Mechanism: In aged non-O individuals, high FVIII/vWF and endothelial autophagy defects lead to hypersecretion of ultra-large vWF, which sequesters ADAMTS13 and binds platelets. Readout: This accelerates protein C consumption via thrombomodulin, paradoxically lowering thrombin generation in plasma assays.
Hypothesis
In older adults with non‑O blood groups, chronically elevated plasma FVIII and vWF drive endothelial autophagy defect‑mediated hypersecretion of ultra‑large vWF multimers. These multimers sequester ADAMTS13 and bind platelets, creating a prothrombotic surface that accelerates protein C activation via thrombomodulin. The resulting consumption of endogenous protein C produces a relative anticoagulant state that lowers measured thrombin generation (ETP and peak thrombin) in plasma‑based assays, paradoxically increasing ischemic stroke risk while protecting against venous thrombosis.
Rationale
- Aging raises FVIII (+12 IU/dL/decade) and vWF (+18 IU/dL/decade) more steeply in non‑O individuals [1].
- Endothelial autophagy impairment promotes vWF hypersecretion from Weibel‑Palade bodies and tissue factor expression [2].
- Ultra‑large vWF multimers are poorly cleaved by ADAMTS13, prolonging platelet adhesion [3].

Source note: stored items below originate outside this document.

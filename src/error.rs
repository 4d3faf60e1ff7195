/// Authoring mistakes in a profile, catalog or run configuration.
///
/// Raised only while constructing or loading configuration; scoring itself
/// never fails.
#[derive(Debug, thiserror::Error)]
pub enum ConfigError {
    #[error("profile '{profile}' has no factors")]
    EmptyProfile { profile: String },
    #[error("factor '{factor}' has no metrics")]
    EmptyFactor { factor: String },
    #[error("factor '{factor}' has zero total metric weight")]
    ZeroFactorWeight { factor: String },
    #[error("factor '{factor}' has total metric weight {total} that is not finite")]
    NonFiniteFactorWeight { factor: String, total: f64 },
    #[error("metric '{metric}' has invalid weight {weight}")]
    InvalidWeight { metric: String, weight: f64 },
    #[error("factor '{factor}' has {which} {value} outside [0, 1]")]
    InvalidBound {
        factor: String,
        which: &'static str,
        value: f64,
    },
    #[error("factor '{factor}' has floor {floor} above ceiling {ceiling}")]
    FloorAboveCeiling {
        factor: String,
        floor: f64,
        ceiling: f64,
    },
    #[error("normalization max must be finite and positive, got {0}")]
    InvalidMax(f64),
    #[error("stepped normalization needs at least one step")]
    EmptySteps,
    #[error("step value {value} at threshold {threshold} is not in [0, 1]")]
    InvalidStepValue { threshold: f64, value: f64 },
    #[error("step threshold {0} is not finite")]
    InvalidThreshold(f64),
    #[error("duplicate step threshold {0}")]
    DuplicateThreshold(f64),
    #[error("step at threshold {threshold} yields {value}, below a lower threshold's {lower_value}")]
    NonMonotonicSteps {
        threshold: f64,
        value: f64,
        lower_value: f64,
    },
    #[error("tiered normalization needs at least one tier")]
    EmptyTiers,
    #[error("tier {index} is invalid: {reason}")]
    InvalidTier { index: usize, reason: String },
    #[error("gap between tier {index} (ends {end}) and the next tier (starts {next_start})")]
    TierGap {
        index: usize,
        end: f64,
        next_start: f64,
    },
    #[error("tier {index} (ends {end}) overlaps the next tier (starts {next_start})")]
    TierOverlap {
        index: usize,
        end: f64,
        next_start: f64,
    },
    #[error("metric '{metric}' has non-finite default {value}")]
    InvalidDefault { metric: String, value: f64 },
    #[error("metric '{metric}' has invalid cap {value}")]
    InvalidCap { metric: String, value: f64 },
    #[error("profile '{profile}' declares factor '{factor}' twice")]
    DuplicateFactor { profile: String, factor: String },
    #[error("duplicate profile id '{0}'")]
    DuplicateProfile(String),
    #[error("profile catalog is empty")]
    EmptyCatalog,
    #[error("unknown profile '{0}'")]
    UnknownProfile(String),
    #[error("band '{name}' is invalid: [{min}, {max}]")]
    InvalidBand { name: String, min: f64, max: f64 },
    #[error("invalid eligibility rule: {0}")]
    InvalidEligibility(String),
    #[error("in {context}: {source}")]
    Context {
        context: String,
        #[source]
        source: Box<ConfigError>,
    },
    #[error("json error: {0}")]
    Json(#[from] serde_json::Error),
    #[error("io error: {0}")]
    Io(#[from] std::io::Error),
}

impl ConfigError {
    pub(crate) fn within(self, context: impl Into<String>) -> Self {
        ConfigError::Context {
            context: context.into(),
            source: Box::new(self),
        }
    }
}
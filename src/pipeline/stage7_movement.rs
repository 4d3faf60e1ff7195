use std::collections::BTreeMap;
use std::fmt;

use serde::{Deserialize, Serialize};
use tracing::debug;

use crate::model::score::ScoreResult;
use crate::pipeline::stage4_rank::{RankedPatent, Ranking};

/// Why a patent moved between two rankings.
#[derive(Debug, Clone, PartialEq, Serialize, Deserialize)]
#[serde(tag = "kind", rename_all = "snake_case")]
pub enum Explanation {
    /// The shared factor whose score changed the most.
    FactorShift {
        factor: String,
        before: f64,
        after: f64,
    },
    /// No shared factor changed; the patent fell and this is its lowest
    /// factor in B.
    WeakestFactor { factor: String, score: f64 },
    /// No shared factor changed; the patent rose and this is its highest
    /// factor in B.
    StrongestFactor { factor: String, score: f64 },
    /// Neither ranking carries a factor breakdown for the patent.
    NoBreakdown,
}

impl fmt::Display for Explanation {
    fn fmt(&self, f: &mut fmt::Formatter<'_>) -> fmt::Result {
        match self {
            Explanation::FactorShift {
                factor,
                before,
                after,
            } => write!(f, "{factor} moved {before:.3} -> {after:.3}"),
            Explanation::WeakestFactor { factor, score } => {
                write!(f, "weakest factor {factor} at {score:.3}")
            }
            Explanation::StrongestFactor { factor, score } => {
                write!(f, "strongest factor {factor} at {score:.3}")
            }
            Explanation::NoBreakdown => write!(f, "no factor breakdown"),
        }
    }
}

#[derive(Debug, Clone, PartialEq, Serialize, Deserialize)]
pub struct Movement {
    pub patent_id: String,
    pub rank_a: usize,
    pub rank_b: usize,
    /// `rank_a - rank_b`: positive when the patent climbed in B.
    pub delta: i64,
    pub score_a: f64,
    pub score_b: f64,
    pub explanation: Explanation,
}

impl Movement {
    pub fn moved_up(&self) -> bool {
        self.delta > 0
    }
}

/// Patents whose rank changed by more than `threshold` places from `a` to
/// `b`, largest moves first. Patents present in only one ranking are skipped.
pub fn compare(a: &Ranking, b: &Ranking, threshold: usize) -> Vec<Movement> {
    let in_b: BTreeMap<&str, &RankedPatent> =
        b.entries.iter().map(|e| (e.patent_id.as_str(), e)).collect();

    let mut moves: Vec<Movement> = a
        .entries
        .iter()
        .filter_map(|ea| {
            let eb = in_b.get(ea.patent_id.as_str())?;
            let delta = ea.rank as i64 - eb.rank as i64;
            if delta.unsigned_abs() as usize <= threshold {
                return None;
            }
            Some(Movement {
                patent_id: ea.patent_id.clone(),
                rank_a: ea.rank,
                rank_b: eb.rank,
                delta,
                score_a: ea.score(),
                score_b: eb.score(),
                explanation: explain(&ea.result, &eb.result, delta > 0),
            })
        })
        .collect();

    moves.sort_by(|x, y| {
        y.delta
            .unsigned_abs()
            .cmp(&x.delta.unsigned_abs())
            .then(x.rank_b.cmp(&y.rank_b))
    });

    debug!(
        from = a.profile_id.as_str(),
        to = b.profile_id.as_str(),
        threshold,
        flagged = moves.len(),
        "movement analysis complete"
    );
    moves
}

const MIN_FACTOR_SHIFT: f64 = 1e-9;

fn explain(a: &ScoreResult, b: &ScoreResult, moved_up: bool) -> Explanation {
    let before = a.factor_scores();

    // Largest absolute shift; first factor in B's order wins ties.
    let mut shift: Option<(&str, f64, f64)> = None;
    for factor in &b.factors {
        let Some(&old) = before.get(factor.name.as_str()) else {
            continue;
        };
        let larger = shift.is_none_or(|(_, o, n)| (factor.score - old).abs() > (n - o).abs());
        if larger {
            shift = Some((factor.name.as_str(), old, factor.score));
        }
    }
    // Unchanged factors explain nothing: the move came from other patents
    // entering, leaving or changing score.
    let shift = shift.filter(|(_, o, n)| (n - o).abs() > MIN_FACTOR_SHIFT);
    if let Some((factor, before, after)) = shift {
        return Explanation::FactorShift {
            factor: factor.to_string(),
            before,
            after,
        };
    }

    let pick = if moved_up {
        b.factors.iter().reduce(|best, f| if f.score > best.score { f } else { best })
    } else {
        b.factors.iter().reduce(|worst, f| if f.score < worst.score { f } else { worst })
    };
    match pick {
        Some(f) if moved_up => Explanation::StrongestFactor {
            factor: f.name.clone(),
            score: f.score,
        },
        Some(f) => Explanation::WeakestFactor {
            factor: f.name.clone(),
            score: f.score,
        },
        None => Explanation::NoBreakdown,
    }
}

#[cfg(test)]
#[path = "../../tests/src_inline/pipeline/stage7_movement.rs"]
mod tests;
use std::borrow::Borrow;
use std::collections::BTreeMap;

use serde::{Deserialize, Serialize};
use tracing::info;

use crate::error::ConfigError;
use crate::model::patent::PatentRecord;
use crate::model::profile::ScoringProfile;
use crate::model::score::{FactorScore, ScoreResult};
use crate::pipeline::stage0_eligibility::is_eligible;
use crate::pipeline::stage3_profile::evaluate_profile;
use crate::pipeline::stage4_rank::{RankedPatent, Ranking, order_entries};

#[derive(Debug, Clone, PartialEq, Serialize, Deserialize)]
pub struct ProfileScore {
    pub profile_id: String,
    /// 0 when the profile's eligibility rule excludes the patent.
    pub score: f64,
    pub eligible: bool,
}

#[derive(Debug, Clone, PartialEq, Serialize, Deserialize)]
pub struct ConsensusEntry {
    pub patent_id: String,
    pub rank: usize,
    pub input_index: usize,
    pub consensus_score: f64,
    pub profile_scores: Vec<ProfileScore>,
}

#[derive(Debug, Clone, PartialEq, Serialize, Deserialize)]
pub struct ConsensusRanking {
    pub profile_ids: Vec<String>,
    pub entries: Vec<ConsensusEntry>,
}

impl ConsensusRanking {
    pub fn scores(&self) -> BTreeMap<&str, f64> {
        self.entries
            .iter()
            .map(|e| (e.patent_id.as_str(), e.consensus_score))
            .collect()
    }

    pub fn get(&self, patent_id: &str) -> Option<&ConsensusEntry> {
        self.entries.iter().find(|e| e.patent_id == patent_id)
    }

    pub fn ids(&self) -> Vec<&str> {
        self.entries.iter().map(|e| e.patent_id.as_str()).collect()
    }

    /// Views the consensus as a [`Ranking`] whose "factors" are the
    /// per-profile scores scaled to `[0, 1]`, so two consensus runs can be
    /// compared with the movement analyzer.
    pub fn to_ranking(&self) -> Ranking {
        let entries = self
            .entries
            .iter()
            .map(|e| RankedPatent {
                patent_id: e.patent_id.clone(),
                rank: e.rank,
                input_index: e.input_index,
                result: ScoreResult {
                    overall_score: e.consensus_score,
                    factors: e
                        .profile_scores
                        .iter()
                        .map(|p| FactorScore {
                            name: p.profile_id.clone(),
                            weighted_mean: p.score / 100.0,
                            score: p.score / 100.0,
                            metrics: Vec::new(),
                        })
                        .collect(),
                },
            })
            .collect();
        Ranking {
            profile_id: "consensus".to_string(),
            entries,
        }
    }
}

/// Mean score of every patent across every profile, ranked with the same
/// tie-break as [`crate::pipeline::stage4_rank::rank`].
///
/// Every profile scores every patent; a patent excluded by a profile's
/// eligibility rule contributes 0 to that profile's term.
pub fn consensus<P: Borrow<PatentRecord>>(
    patents: &[P],
    profiles: &[ScoringProfile],
) -> Result<ConsensusRanking, ConfigError> {
    if profiles.is_empty() {
        return Err(ConfigError::EmptyCatalog);
    }

    let mut ranked = Vec::with_capacity(patents.len());
    let mut by_index = Vec::with_capacity(patents.len());

    for (index, patent) in patents.iter().enumerate() {
        let patent: &PatentRecord = Borrow::<PatentRecord>::borrow(patent);
        let profile_scores: Vec<ProfileScore> = profiles
            .iter()
            .map(|profile| score_for_profile(patent, profile))
            .collect();
        let consensus_score = mean_score(&profile_scores);

        ranked.push(RankedPatent {
            patent_id: patent.id().to_string(),
            rank: 0,
            input_index: index,
            result: ScoreResult {
                overall_score: consensus_score,
                factors: Vec::new(),
            },
        });
        by_index.push(profile_scores);
    }

    order_entries(&mut ranked);

    let entries: Vec<ConsensusEntry> = ranked
        .into_iter()
        .map(|r| ConsensusEntry {
            profile_scores: std::mem::take(&mut by_index[r.input_index]),
            patent_id: r.patent_id,
            rank: r.rank,
            input_index: r.input_index,
            consensus_score: r.result.overall_score,
        })
        .collect();

    info!(
        profiles = profiles.len(),
        patents = entries.len(),
        "consensus ranking complete"
    );

    Ok(ConsensusRanking {
        profile_ids: profiles.iter().map(|p| p.id().to_string()).collect(),
        entries,
    })
}

fn score_for_profile(patent: &PatentRecord, profile: &ScoringProfile) -> ProfileScore {
    let eligible = profile
        .eligibility()
        .map(|rule| is_eligible(patent, rule))
        .unwrap_or(true);
    let score = if eligible {
        evaluate_profile(patent, profile).overall_score
    } else {
        0.0
    };
    ProfileScore {
        profile_id: profile.id().to_string(),
        score,
        eligible,
    }
}

// Summed in ascending order so the mean does not depend on profile order.
fn mean_score(scores: &[ProfileScore]) -> f64 {
    let mut values: Vec<f64> = scores.iter().map(|s| s.score).collect();
    values.sort_by(f64::total_cmp);
    values.iter().sum::<f64>() / values.len() as f64
}

#[cfg(test)]
#[path = "../../tests/src_inline/pipeline/stage5_consensus.rs"]
mod tests;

- Platelet‑bound vWF enhances thrombin‑thrombomodulin complex formation, boosting protein C activation [4].
- Protein C consumption reduces anticoagulant capacity, which can manifest as low thrombin generation in calibrated automated thrombography yet still predispose to microthrombi that cause cerebral embolism [5].
Mechanistic Insight
We propose that the balance between procoagulant (FVIII/vWF, tissue factor) and anticoagulant (protein C pathway) arms determines the clinical phenotype. When autophagy‑deficient endothelium releases excess ultra‑large vWF, the system tilts toward rapid protein C consumption. In assays that start with platelet‑poor plasma, this consumption lowers thrombin potential, but in vivo the platelet‑vWF aggregates generate localized, thrombin‑rich microenvironments that escape bulk measurement and provoke stroke.
Testable Predictions
- Biomarker stratification – In a cohort aged ≥65, individuals with non‑O blood group, high FVIII/vWF (>90th percentile), and low protein C activity (<40% of normal) will show reduced endogenous thrombin potential (ETP) yet have the highest incidence of ischemic stroke over 2 years.
- Direction of risk – The same biomarker profile will be associated with lower rates of venous thromboembolism (VTE) compared with peers having high FVIII/vWF but normal/high protein C activity.
- Intervention test – Short‑term administration of recombinant thrombomodulin (to boost protein C activation) will further decrease ETP in high‑risk subjects but increase microthrombi formation in a microfluidic model of cerebral capillaries, confirming the mechanistic link.
- Genetic modifier – Presence of clonal hematopoiesis of indeterminate potential (CHIP) with DNMT3A or TET2 mutations will amplify the phenotype by increasing IL‑6‑driven endothelial senescence, worsening autophagy flux and vWF secretion.
Experimental Design
- Population: 1,200 community‑dwelling adults aged 65‑85, stratified by ABO blood group (O vs non‑O).
- Baseline assays: Plasma FVIII activity, vWF antigen, ADAMTS13 activity, protein C activity, thrombomodulin levels, inflammatory cytokines (IL‑6, TNF‑α), mitochondrial ROS in platelets, and CHIP sequencing.
- Thrombin generation: Calibrated automated thrombography (ETP, peak thrombin, time‑to‑peak) performed in platelet‑poor and platelet‑rich plasma.
- Follow‑up: Clinical adjudication of stroke, transient ischemic attack, VTE, and myocardial infarction over 24 months.
- Analysis: Multivariable Cox models testing interaction between FVIII/vWF quartiles, protein C activity tertiles, and blood group on stroke/VTE risk; mediation analysis to assess whether thrombin generation metrics mediate the biomarker‑outcome relationship.
Potential Implications
If validated, the hypothesis redefines "hypercoagulability" in aging as a dynamic coupling of pro‑ and anticoagulant forces, explaining contradictory thrombin generation data. It suggests that routine anticoagulation based solely on elevated FVIII/vWF may be harmful in the protein C‑deficient subgroup, while strategies enhancing endothelial autophagy (e.g., spermidine, rapamycin analogs) or modulating ADAMTS13 activity could personalize prophylaxis.